++++ INFORMATION SUPPLIED

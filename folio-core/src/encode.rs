//! Reversible key encoding for the remote store.
//!
//! Keys sent to the remote must avoid colliding with the remote's
//! reserved key patterns, so they are encoded as unpadded base64url with
//! a disambiguating suffix. `decode_key(encode_key(k)) == k` for all
//! inputs.

use base64::engine::general_purpose::URL_SAFE_NO_PAD;
use base64::Engine;

use crate::error::{Error, Result};

/// Suffix appended to every encoded key. The remote reserves bare
/// base64-looking names for its own bookkeeping; the suffix keeps user
/// keys out of that space.
const KEY_SUFFIX: &str = "-k";

/// Encode an arbitrary byte key for the remote store.
pub fn encode_key(key: &[u8]) -> String {
    let mut encoded = URL_SAFE_NO_PAD.encode(key);
    encoded.push_str(KEY_SUFFIX);
    encoded
}

/// Decode a key previously produced by [`encode_key`].
pub fn decode_key(encoded: &str) -> Result<Vec<u8>> {
    let stripped = encoded
        .strip_suffix(KEY_SUFFIX)
        .ok_or_else(|| Error::InvalidArgument(format!("Missing key suffix: {}", encoded)))?;
    URL_SAFE_NO_PAD
        .decode(stripped)
        .map_err(|e| Error::InvalidArgument(format!("Bad key encoding: {}", e)))
}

++++++++

PROBLEM: Set down the whole listing once more, precisely as written.

RESPONSE:
filename folio-core/src/encode.rs
//! Reversible key encoding for the remote store.
//!
//! Keys sent to the remote must avoid colliding with the remote's
//! reserved key patterns, so they are encoded as unpadded base64url with
//! a disambiguating suffix. `decode_key(encode_key(k)) == k` for all
//! inputs.

use base64::engine::general_purpose::URL_SAFE_NO_PAD;
use base64::Engine;

use crate::error::{Error, Result};

/// Suffix appended to every encoded key. The remote reserves bare
/// base64-looking names for its own bookkeeping; the suffix keeps user
/// keys out of that space.
const KEY_SUFFIX: &str = "-k";

/// Encode an arbitrary byte key for the remote store.
pub fn encode_key(key: &[u8]) -> String {
    let mut encoded = URL_SAFE_NO_PAD.encode(key);
    encoded.push_str(KEY_SUFFIX);
    encoded
}

/// Decode a key previously produced by [`encode_key`].
pub fn decode_key(encoded: &str) -> Result<Vec<u8>> {
    let stripped = encoded
        .strip_suffix(KEY_SUFFIX)
        .ok_or_else(|| Error::InvalidArgument(format!("Missing key suffix: {}", encoded)))?;
    URL_SAFE_NO_PAD
        .decode(stripped)
        .map_err(|e| Error::InvalidArgument(format!("Bad key encoding: {}", e)))
}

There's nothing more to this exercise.